Microsoft is using its Microsoft Hosting Days series of events this year to address that ISV audience, though there are also tracks for hosters and solution providers. At a recent event in suburban Washington, D.C., the focus was on ISVs and how they can successfully make the transition to SaaS. Based on the experiences of some of its ISVs who've already made the leap, Microsoft is providing other ISVs very specific guidance and rules of thumb for the transition.
Where SaaS Stands
Microsoft provided Hosting Days attendees with some baseline figures on how ISVs were handling SaaS in 2008. According to a Microsoft slide deck:
- On the multi-tenant versus single-tenant architecture technical question, it's a 50-50 toss up.
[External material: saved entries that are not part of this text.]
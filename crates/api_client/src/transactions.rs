use api_types::{
    Id, Page,
    transaction::{
        Transaction, TransactionFilter, TransactionNew, TransactionUpdate, TransferCreated,
        TransferNew,
    },
};
use reqwest::Method;

use crate::{Client, ClientError, MAX_PAGE_SIZE, Result, segment};

impl Client {
    /// One page of transactions. `filter.page`/`filter.limit` select the page.
    pub async fn transactions_page(&self, filter: &TransactionFilter) -> Result<Page<Transaction>> {
        self.get_page("transactions", filter).await
    }

    /// Every transaction matching `filter`, fetching pages of `page_size`
    /// (capped at [`MAX_PAGE_SIZE`]) one after the other until the server
    /// reports no more pages. Items are returned in the order served.
    pub async fn transactions_all(
        &self,
        filter: &TransactionFilter,
        page_size: u32,
    ) -> Result<Vec<Transaction>> {
        let limit = page_size.clamp(1, MAX_PAGE_SIZE);
        let mut page = 1;
        let mut all = Vec::new();

        loop {
            let Page { items, pagination } =
                self.transactions_page(&filter.with_page(page, limit)).await?;
            let received = items.len();
            all.extend(items);
            tracing::debug!(
                "fetched transactions page {page}/{} ({received} items)",
                pagination.pages
            );

            if received == 0 || !pagination.has_next() {
                break;
            }
            // Never ask for the same page twice, whatever the server echoes.
            page = pagination.page.max(page) + 1;
        }

        tracing::info!("fetched {} transactions in {page} page(s)", all.len());
        Ok(all)
    }

    pub async fn transaction_get(&self, id: &Id) -> Result<Transaction> {
        self.get(&format!("transactions/{}", segment(id))).await
    }

    pub async fn transaction_create(&self, payload: &TransactionNew) -> Result<Transaction> {
        if payload.amount.is_negative() || payload.amount.is_zero() {
            return Err(ClientError::InvalidRequest(
                "amount must be positive; use the type for direction".to_string(),
            ));
        }
        self.create("transactions", payload).await
    }

    pub async fn transaction_update(
        &self,
        id: &Id,
        payload: &TransactionUpdate,
    ) -> Result<Transaction> {
        self.send_json(
            Method::PUT,
            &format!("transactions/{}", segment(id)),
            payload,
        )
        .await
    }

    pub async fn transaction_delete(&self, id: &Id) -> Result<()> {
        self.delete(&format!("transactions/{}", segment(id))).await
    }

    /// Moves money between two accounts: a debit on `from_account` and a
    /// credit on `to_account`, linked by a transfer id.
    pub async fn transfer_create(&self, payload: &TransferNew) -> Result<TransferCreated> {
        if payload.from_account == payload.to_account {
            return Err(ClientError::InvalidRequest(
                "cannot transfer to the same account".to_string(),
            ));
        }
        if payload.amount.is_negative() || payload.amount.is_zero() {
            return Err(ClientError::InvalidRequest(
                "transfer amount must be positive".to_string(),
            ));
        }
        self.create("transactions/transfer", payload).await
    }
}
- Another 50-50 split involves whether ISVs create their own data center for hosting or use an existing hosting company.
- About two-thirds prefer to own all their intellectual property, versus building upon a third-party business platform -- like, say, Microsoft's.
- Half are doing pure-play SaaS, while half are mixing business models.
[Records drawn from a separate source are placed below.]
//! Request and response bodies of the finance REST API.
//!
//! Types in this crate mirror the wire format and carry no behaviour beyond
//! (de)serialization and the small normalization helpers in [`Reference`],
//! [`Money`] and [`dates`].

use chrono::{DateTime, NaiveDate, Utc};
use serde::{Deserialize, Serialize};

pub use money::{Money, MoneyError};
pub use reference::{Id, Identified, Reference};

pub mod dates;
mod money;
mod reference;

/// Pagination block returned by list endpoints.
#[derive(Clone, Copy, Debug, PartialEq, Eq, Serialize, Deserialize)]
pub struct Pagination {
    pub page: u32,
    pub limit: u32,
    pub total: u64,
    pub pages: u32,
}

impl Pagination {
    /// Pagination for an unpaginated response holding `len` items.
    pub fn single(len: usize) -> Self {
        let len = u32::try_from(len).unwrap_or(u32::MAX);
        Self {
            page: 1,
            limit: len,
            total: u64::from(len),
            pages: 1,
        }
    }

    pub fn has_next(&self) -> bool {
        self.page < self.pages
    }
}

/// Response wrapper: the API sends either `{ "data": ..., "pagination": ... }`
/// or the bare payload depending on the endpoint.
#[derive(Debug, Deserialize)]
#[serde(untagged)]
pub enum Envelope<T> {
    Wrapped {
        data: T,
        #[serde(default)]
        pagination: Option<Pagination>,
    },
    Bare(T),
}

impl<T> Envelope<T> {
    pub fn into_data(self) -> T {
        match self {
            Self::Wrapped { data, .. } | Self::Bare(data) => data,
        }
    }

    pub fn into_parts(self) -> (T, Option<Pagination>) {
        match self {
            Self::Wrapped { data, pagination } => (data, pagination),
            Self::Bare(data) => (data, None),
        }
    }
}

/// One page of a list endpoint.
#[derive(Clone, Debug, PartialEq)]
pub struct Page<T> {
    pub items: Vec<T>,
    pub pagination: Pagination,
}

impl<T> From<Envelope<Vec<T>>> for Page<T> {
    fn from(value: Envelope<Vec<T>>) -> Self {
        let (items, pagination) = value.into_parts();
        let pagination = pagination.unwrap_or_else(|| Pagination::single(items.len()));
        Self { items, pagination }
    }
}

/// Error body. Older endpoints use `error`, newer ones `message`.
#[derive(Debug, Deserialize)]
pub struct ErrorBody {
    #[serde(alias = "error")]
    pub message: String,
}

/// Acknowledgement returned by delete endpoints.
#[derive(Debug, Default, Deserialize)]
pub struct Deleted {
    #[serde(default)]
    pub message: Option<String>,
}

pub mod auth {
    use super::*;

    #[derive(Debug, Serialize, Deserialize)]
    pub struct Login {
        pub email: String,
        pub password: String,
    }

    #[derive(Clone, Debug, Serialize, Deserialize)]
    pub struct User {
        #[serde(alias = "_id")]
        pub id: Id,
        pub name: Option<String>,
        pub email: String,
    }

    #[derive(Debug, Serialize, Deserialize)]
    pub struct LoginResponse {
        pub token: String,
        #[serde(default)]
        pub user: Option<User>,
    }
}

pub mod account {
    use super::*;

    #[derive(Clone, Copy, Debug, Default, PartialEq, Eq, Serialize, Deserialize)]
    #[serde(rename_all = "lowercase")]
    pub enum AccountType {
        #[default]
        Debit,
        Credit,
    }

    impl AccountType {
        pub fn as_str(self) -> &'static str {
            match self {
                Self::Debit => "debit",
                Self::Credit => "credit",
            }
        }
    }

    #[derive(Clone, Debug, PartialEq, Serialize, Deserialize)]
    #[serde(rename_all = "camelCase")]
    pub struct Account {
        #[serde(alias = "_id")]
        pub id: Id,
        pub name: String,
        #[serde(rename = "type", default)]
        pub account_type: AccountType,
        #[serde(default)]
        pub balance: Money,
        #[serde(default)]
        pub currency: Option<String>,
        #[serde(default)]
        pub organization: Option<Id>,
        #[serde(default)]
        pub description: Option<String>,
        #[serde(default = "default_true")]
        pub is_active: bool,
        #[serde(default, with = "crate::dates::option")]
        pub created_at: Option<DateTime<Utc>>,
    }

    fn default_true() -> bool {
        true
    }

    impl Identified for Account {
        fn id(&self) -> &Id {
            &self.id
        }

        fn label(&self) -> Option<&str> {
            Some(&self.name)
        }
    }

    /// Account as embedded in other payloads; only the id is guaranteed.
    #[derive(Clone, Debug, PartialEq, Serialize, Deserialize)]
    pub struct AccountSummary {
        #[serde(alias = "_id")]
        pub id: Id,
        #[serde(default)]
        pub name: Option<String>,
        #[serde(rename = "type", default)]
        pub account_type: Option<AccountType>,
    }

    impl Identified for AccountSummary {
        fn id(&self) -> &Id {
            &self.id
        }

        fn label(&self) -> Option<&str> {
            self.name.as_deref()
        }
    }

    #[derive(Debug, Serialize, Deserialize)]
    pub struct AccountNew {
        pub name: String,
        #[serde(rename = "type")]
        pub account_type: AccountType,
        /// Opening balance.
        pub balance: Money,
        pub currency: Option<String>,
        pub description: Option<String>,
    }

    #[derive(Debug, Default, Serialize, Deserialize)]
    #[serde(rename_all = "camelCase")]
    pub struct AccountUpdate {
        #[serde(skip_serializing_if = "Option::is_none")]
        pub name: Option<String>,
        #[serde(skip_serializing_if = "Option::is_none")]
        pub description: Option<String>,
        #[serde(skip_serializing_if = "Option::is_none")]
        pub is_active: Option<bool>,
    }
}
- About half sell "human" services that complement the SaaS offering.
- When it comes to target market, the enterprise is first, and the midmarket second. Only a few SaaS ISVs are targeting small to midsize business customers so far.
- On channel strategies, about two-thirds sell primarily direct. About half have at least some resellers.
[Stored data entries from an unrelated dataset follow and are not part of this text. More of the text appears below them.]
//! Client-side domain logic of the finance tracker.
//!
//! The server owns every record; this crate only derives what the client
//! shows on top of fetched data:
//!
//! - [`balance`]: running balances rebuilt across paginated transactions.
//! - [`report`], [`html`], [`export`]: the exported transaction report.
//! - [`filters`], [`search`]: filter bar and searchable select state.
//! - [`invoice`]: draft totals and due dates.

pub use balance::{BalancedTransaction, Reconstruction, reconstruct};
pub use directory::{AccountDirectory, CategoryDirectory, Directory};
pub use error::EngineError;
pub use filters::{DatePreset, FilterState};
pub use report::{Report, ReportMeta, parse_timezone};
pub use search::SearchableSelect;

pub mod balance;
mod directory;
mod error;
pub mod export;
pub mod filters;
pub mod html;
pub mod invoice;
pub mod report;
pub mod search;

type ResultEngine<T> = Result<T, EngineError>;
- The average initial sale is fewer than 10 seats.
Setting Sights on Seats
Microsoft representatives told attendees on several occasions that 25,000 seats was the key figure for ISVs and solution providers when deciding whether to build their own data centers for hosting or to approach a hosting provider to handle the back-end.
Business models that anticipate getting to 25,000 seats in three years or less will probably make more money by hosting themselves. Businesses with fewer seats than that can see higher margins by outsourcing the hosting.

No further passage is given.